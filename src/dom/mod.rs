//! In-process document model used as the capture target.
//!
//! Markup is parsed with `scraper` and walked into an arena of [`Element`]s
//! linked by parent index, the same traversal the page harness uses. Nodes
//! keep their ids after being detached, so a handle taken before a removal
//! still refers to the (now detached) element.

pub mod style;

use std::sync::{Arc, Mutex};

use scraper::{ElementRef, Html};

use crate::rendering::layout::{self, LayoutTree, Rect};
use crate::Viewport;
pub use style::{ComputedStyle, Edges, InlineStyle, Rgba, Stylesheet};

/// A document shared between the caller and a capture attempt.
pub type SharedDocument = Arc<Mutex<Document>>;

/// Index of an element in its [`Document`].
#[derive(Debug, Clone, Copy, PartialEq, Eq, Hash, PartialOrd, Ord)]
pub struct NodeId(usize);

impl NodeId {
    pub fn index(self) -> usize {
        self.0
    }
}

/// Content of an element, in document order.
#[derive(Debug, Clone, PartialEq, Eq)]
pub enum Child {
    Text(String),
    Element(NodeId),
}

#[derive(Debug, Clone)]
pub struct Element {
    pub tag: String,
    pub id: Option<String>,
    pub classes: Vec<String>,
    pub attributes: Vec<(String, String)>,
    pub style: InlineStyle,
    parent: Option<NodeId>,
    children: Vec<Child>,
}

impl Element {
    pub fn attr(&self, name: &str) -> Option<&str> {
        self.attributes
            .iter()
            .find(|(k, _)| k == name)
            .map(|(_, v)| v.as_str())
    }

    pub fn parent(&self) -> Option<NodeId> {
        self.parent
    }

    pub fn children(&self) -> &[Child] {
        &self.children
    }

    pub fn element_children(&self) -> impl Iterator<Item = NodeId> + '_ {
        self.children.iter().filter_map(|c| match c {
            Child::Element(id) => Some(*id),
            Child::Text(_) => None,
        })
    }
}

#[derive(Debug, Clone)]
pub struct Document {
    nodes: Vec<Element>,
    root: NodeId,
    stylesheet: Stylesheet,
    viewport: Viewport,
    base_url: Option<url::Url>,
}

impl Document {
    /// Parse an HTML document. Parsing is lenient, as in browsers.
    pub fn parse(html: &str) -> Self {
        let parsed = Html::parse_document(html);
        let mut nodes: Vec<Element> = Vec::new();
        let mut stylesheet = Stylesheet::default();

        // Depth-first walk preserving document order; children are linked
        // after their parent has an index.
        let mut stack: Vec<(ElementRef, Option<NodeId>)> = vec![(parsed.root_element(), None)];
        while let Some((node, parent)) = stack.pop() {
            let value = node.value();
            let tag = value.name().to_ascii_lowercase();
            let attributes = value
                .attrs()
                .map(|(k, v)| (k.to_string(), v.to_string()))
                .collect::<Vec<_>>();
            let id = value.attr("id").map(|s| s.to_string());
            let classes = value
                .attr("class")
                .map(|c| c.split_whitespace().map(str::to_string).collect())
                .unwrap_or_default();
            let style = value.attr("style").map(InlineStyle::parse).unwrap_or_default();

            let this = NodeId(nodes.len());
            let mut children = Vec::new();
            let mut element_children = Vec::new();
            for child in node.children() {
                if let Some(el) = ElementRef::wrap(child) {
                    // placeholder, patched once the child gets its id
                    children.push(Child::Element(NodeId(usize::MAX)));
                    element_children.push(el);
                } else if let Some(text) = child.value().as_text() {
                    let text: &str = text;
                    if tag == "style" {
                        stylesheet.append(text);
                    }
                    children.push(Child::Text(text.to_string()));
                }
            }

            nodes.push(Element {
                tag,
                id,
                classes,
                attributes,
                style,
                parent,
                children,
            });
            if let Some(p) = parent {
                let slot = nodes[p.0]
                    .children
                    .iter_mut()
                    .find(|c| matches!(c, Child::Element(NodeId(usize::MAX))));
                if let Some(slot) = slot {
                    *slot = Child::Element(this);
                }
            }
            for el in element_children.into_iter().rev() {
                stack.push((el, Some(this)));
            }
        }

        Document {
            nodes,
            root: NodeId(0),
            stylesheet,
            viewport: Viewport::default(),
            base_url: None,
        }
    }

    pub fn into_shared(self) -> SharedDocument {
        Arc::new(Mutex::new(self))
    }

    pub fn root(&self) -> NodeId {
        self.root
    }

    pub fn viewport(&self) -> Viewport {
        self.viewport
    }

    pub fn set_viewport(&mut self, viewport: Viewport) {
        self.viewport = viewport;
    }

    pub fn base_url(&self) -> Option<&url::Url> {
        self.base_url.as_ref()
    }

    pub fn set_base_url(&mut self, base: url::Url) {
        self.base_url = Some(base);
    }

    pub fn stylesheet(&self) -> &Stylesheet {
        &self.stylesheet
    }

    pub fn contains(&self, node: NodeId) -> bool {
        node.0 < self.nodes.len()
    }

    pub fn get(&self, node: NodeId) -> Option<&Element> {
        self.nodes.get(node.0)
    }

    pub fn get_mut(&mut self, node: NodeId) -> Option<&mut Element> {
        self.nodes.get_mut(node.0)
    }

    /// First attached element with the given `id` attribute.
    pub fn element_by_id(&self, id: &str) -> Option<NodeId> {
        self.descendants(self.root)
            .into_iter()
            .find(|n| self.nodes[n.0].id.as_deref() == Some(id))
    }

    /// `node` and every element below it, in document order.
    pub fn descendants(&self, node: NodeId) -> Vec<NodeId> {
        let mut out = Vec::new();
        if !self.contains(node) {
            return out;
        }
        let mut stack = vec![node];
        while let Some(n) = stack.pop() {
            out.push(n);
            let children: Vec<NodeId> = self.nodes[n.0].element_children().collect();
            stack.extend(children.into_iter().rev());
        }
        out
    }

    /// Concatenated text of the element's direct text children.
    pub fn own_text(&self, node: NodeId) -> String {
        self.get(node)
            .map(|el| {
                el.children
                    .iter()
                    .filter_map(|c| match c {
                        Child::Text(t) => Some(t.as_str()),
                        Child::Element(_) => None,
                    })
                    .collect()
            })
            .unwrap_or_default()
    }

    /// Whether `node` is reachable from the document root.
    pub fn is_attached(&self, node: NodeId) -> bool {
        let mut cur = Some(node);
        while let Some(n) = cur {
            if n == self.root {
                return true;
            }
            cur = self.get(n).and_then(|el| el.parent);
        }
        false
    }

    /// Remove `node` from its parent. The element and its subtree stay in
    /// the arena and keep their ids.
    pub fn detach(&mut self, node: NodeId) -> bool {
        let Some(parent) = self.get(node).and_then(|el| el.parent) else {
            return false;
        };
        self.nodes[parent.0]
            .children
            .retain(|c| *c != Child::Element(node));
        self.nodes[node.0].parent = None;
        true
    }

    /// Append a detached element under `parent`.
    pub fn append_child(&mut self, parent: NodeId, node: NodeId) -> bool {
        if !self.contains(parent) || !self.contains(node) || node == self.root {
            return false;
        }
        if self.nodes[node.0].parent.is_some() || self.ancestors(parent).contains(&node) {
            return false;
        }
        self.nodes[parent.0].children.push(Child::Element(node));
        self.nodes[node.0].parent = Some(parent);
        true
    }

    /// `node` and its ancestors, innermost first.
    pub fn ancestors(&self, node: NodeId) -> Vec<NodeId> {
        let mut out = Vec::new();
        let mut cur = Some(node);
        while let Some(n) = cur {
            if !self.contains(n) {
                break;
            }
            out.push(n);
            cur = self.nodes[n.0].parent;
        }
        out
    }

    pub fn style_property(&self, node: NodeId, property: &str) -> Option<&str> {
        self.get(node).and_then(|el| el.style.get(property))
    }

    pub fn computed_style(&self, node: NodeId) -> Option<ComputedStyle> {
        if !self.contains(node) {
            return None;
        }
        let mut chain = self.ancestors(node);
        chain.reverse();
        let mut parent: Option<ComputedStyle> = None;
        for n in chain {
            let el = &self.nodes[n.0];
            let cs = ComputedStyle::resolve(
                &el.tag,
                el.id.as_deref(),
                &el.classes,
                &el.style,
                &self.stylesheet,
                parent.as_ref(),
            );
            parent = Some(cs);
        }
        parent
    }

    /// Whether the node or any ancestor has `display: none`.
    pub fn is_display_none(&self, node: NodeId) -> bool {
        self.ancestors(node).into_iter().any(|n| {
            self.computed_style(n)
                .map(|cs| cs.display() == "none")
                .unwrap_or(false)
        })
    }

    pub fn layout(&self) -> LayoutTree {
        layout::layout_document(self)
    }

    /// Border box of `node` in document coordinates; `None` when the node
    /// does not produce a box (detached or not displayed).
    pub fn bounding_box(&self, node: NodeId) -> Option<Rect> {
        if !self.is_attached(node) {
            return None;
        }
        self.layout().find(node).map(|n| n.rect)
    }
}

PROBLEM DESCRIPTION: Find all lines in the records that hold the word "ComputedStyle". Copy them.

WRITTEN ANSWER:
pub use style::{ComputedStyle, Edges, InlineStyle, Rgba, Stylesheet};
    pub fn computed_style(&self, node: NodeId) -> Option<ComputedStyle> {
        let mut parent: Option<ComputedStyle> = None;
            let cs = ComputedStyle::resolve(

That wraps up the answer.